Raggiungiamo Guillen in un mattino di relax a due settimane della partenza della Vuelta, che quest’anno scatta da Lisbona e per tre giorni batterà le strade portoghesi, prima di affrontare quelle del Sud della Spagna, per poi salire al Nord: Galizia, Asturie e Paesi Baschi, prima del gran finale di Madrid.

Javier Guillen è il direttore della Vuelta España
Javier Guillen è il direttore della Vuelta España
Che cosa fa l’organizzatore della Vuelta a due settimane dal via?

Sono più che altro compiti di coordinamento interno, per essere certi che tutto sia pronto, soprattutto per Lisbona da cui partiremo. Ad oggi tutti stanno lavorando al 100 per cento per la Vuelta. Le vacanze dei pochi che hanno potuto farle sono finite e quello di cui abbiamo bisogno è che tutto sia a posto e il mio compito è assicurarmi che sia così, in modo che non vengano fuori problemi.

Il percorso è definito e pronto?

Tutto pronto. Abbiamo localizzato perfettamente e da tempo i punti sui quali potrebbe essere necessario qualche intervento, per problemi che possano verificarsi in questo periodo. Ma per ora è tutto a posto.

La Vuelta 2024 partirà dal Portogallo per concludersi a Madrid
La Vuelta 2024 partirà dal Portogallo per concludersi a Madrid
Proprio guardando il percorso, che Vuelta possiamo aspettarci?

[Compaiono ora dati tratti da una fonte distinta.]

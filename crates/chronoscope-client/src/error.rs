//! Error types for the async client.

use chronoscope_core::ValidationError;
use chronoscope_types::ScenarioId;

/// Failure talking to the simulation backend.
#[derive(Debug, Clone, PartialEq, Eq, thiserror::Error)]
pub enum TransportError {
    /// The request could not be completed.
    #[error("request failed: {message}")]
    Request {
        /// Description of the failure.
        message: String,
    },

    /// The backend has no such scenario or step.
    #[error("scenario {scenario} has no {what}")]
    NotFound {
        /// Scenario the request was for.
        scenario: ScenarioId,
        /// What was missing, e.g. `step 7`.
        what: String,
    },

    /// The request did not settle within the configured timeout.
    #[error("{operation} timed out after {timeout_ms}ms")]
    Timeout {
        /// Collaborator operation that timed out.
        operation: &'static str,
        /// The timeout in milliseconds.
        timeout_ms: u64,
    },

    /// The backend answered with something that could not be decoded.
    #[error("failed to decode response: {message}")]
    Decode {
        /// Decoder message.
        message: String,
    },
}

impl From<serde_json::Error> for TransportError {
    fn from(err: serde_json::Error) -> Self {
        Self::Decode {
            message: err.to_string(),
        }
    }
}

/// Failure of a controller operation. The timeline is left untouched.
#[derive(Debug, Clone, PartialEq, Eq, thiserror::Error)]
pub enum TimelineError {
    /// A payload from the backend was malformed.
    #[error(transparent)]
    Validation(#[from] ValidationError),

    /// The backend could not be reached or answered badly.
    #[error(transparent)]
    Transport(#[from] TransportError),
}

/// Errors that can occur when loading configuration.
#[derive(Debug, thiserror::Error)]
pub enum ConfigError {
    /// Failed to read the configuration file from disk.
    #[error("failed to read config file: {source}")]
    Io {
        /// The underlying I/O error.
        #[from]
        source: std::io::Error,
    },

    /// Failed to parse YAML content.
    #[error("failed to parse config YAML: {source}")]
    Yaml {
        /// The underlying YAML parse error.
        source: serde_yml::Error,
    },

    /// A value parsed but is out of range.
    #[error("invalid config value for {field}: {reason}")]
    Invalid {
        /// Offending field or environment variable.
        field: &'static str,
        /// Why it was rejected.
        reason: String,
    },
}

impl From<serde_yml::Error> for ConfigError {
    fn from(source: serde_yml::Error) -> Self {
        Self::Yaml { source }
    }
}
//! Cross-entity statistics over nested per-entity fields.
//!
//! A field path is a dot-delimited walk into each entity's JSON state
//! (`macro.inflation`, `military.units.0.strength`). Entities where the
//! path is missing, or resolves to something other than a JSON number, are
//! excluded from the statistic rather than treated as zero.
//!
//! Entities are visited in the map's iteration order, which for the
//! ordered entity map is sorted by id and therefore stable within and
//! across runs.

use std::collections::BTreeMap;

use chronoscope_types::EntityId;
use serde::{Deserialize, Serialize};
use serde_json::Value;

/// Summary statistics for one field path across entities.
#[derive(Debug, Clone, Copy, Default, PartialEq, Serialize, Deserialize)]
pub struct FieldStats {
    /// Number of qualifying entities.
    pub count: usize,
    /// Sum of qualifying values.
    pub sum: f64,
    /// Arithmetic mean, or `0.0` when no entity qualifies.
    pub mean: f64,
    /// Smallest qualifying value.
    pub min: Option<f64>,
    /// Largest qualifying value.
    pub max: Option<f64>,
}

/// Walk a dot-delimited path into a JSON value.
///
/// Objects are entered by key and arrays by numeric index. An empty path
/// resolves to the value itself; empty segments never match.
pub fn resolve_path<'a>(value: &'a Value, path: &str) -> Option<&'a Value> {
    if path.is_empty() {
        return Some(value);
    }
    path.split('.').try_fold(value, |current, segment| {
        if segment.is_empty() {
            return None;
        }
        match current {
            Value::Object(map) => map.get(segment),
            Value::Array(items) => segment
                .parse::<usize>()
                .ok()
                .and_then(|index| items.get(index)),
            _ => None,
        }
    })
}

/// Numeric values of `path` for every qualifying entity, in map order.
pub fn values<'a>(
    entities: &'a BTreeMap<EntityId, Value>,
    path: &'a str,
) -> impl Iterator<Item = f64> + 'a {
    entities
        .values()
        .filter_map(move |state| resolve_path(state, path).and_then(Value::as_f64))
}

/// Mean of `path` across entities; `0.0` when no entity qualifies.
pub fn mean(entities: &BTreeMap<EntityId, Value>, path: &str) -> f64 {
    stats(entities, path).mean
}

/// Sum of `path` across qualifying entities.
pub fn sum(entities: &BTreeMap<EntityId, Value>, path: &str) -> f64 {
    values(entities, path).sum()
}

/// Number of entities where `path` resolves to a number.
pub fn count(entities: &BTreeMap<EntityId, Value>, path: &str) -> usize {
    values(entities, path).count()
}

/// Count, sum, mean, min and max of `path` in a single pass.
pub fn stats(entities: &BTreeMap<EntityId, Value>, path: &str) -> FieldStats {
    let mut out = FieldStats::default();
    // Divisor kept as a float so the mean needs no integer-to-float cast.
    let mut divisor = 0.0_f64;

    for value in values(entities, path) {
        out.count = out.count.saturating_add(1);
        divisor += 1.0;
        out.sum += value;
        out.min = Some(out.min.map_or(value, |m| m.min(value)));
        out.max = Some(out.max.map_or(value, |m| m.max(value)));
    }

    if out.count > 0 {
        out.mean = out.sum / divisor;
    }
    out
}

Una Vuelta per arrampicatori, come ogni anno, ma un po’ più aperta. In questo momento non possiamo indicare un chiaro favorito. Penso che non ci sarà un dominatore come negli altri due Grandi Giri e penso che anche questo ci porterà ad una gara in cui tutto sarà possibile sino alla fine. Quello che noi organizzatori vorremmo avere tutti gli anni.

Si fa fatica a trovare un nome di riferimento?

E’ ovvio che se arrivasse Primoz Roglic, su cui in linea di principio contiamo, allora ci sarebbe in corsa il vincitore di tre Vuelta e penso che partirebbe con un certo vantaggio. Ma è anche vero che vedendo squadre come la Movistar o la stessa UAE Emirates, la corsa è sicuramente molto aperta. Un altro corridore che per me avrà molte opzioni in questa Vuelta è Carapaz, che penso arriverà in grande forma.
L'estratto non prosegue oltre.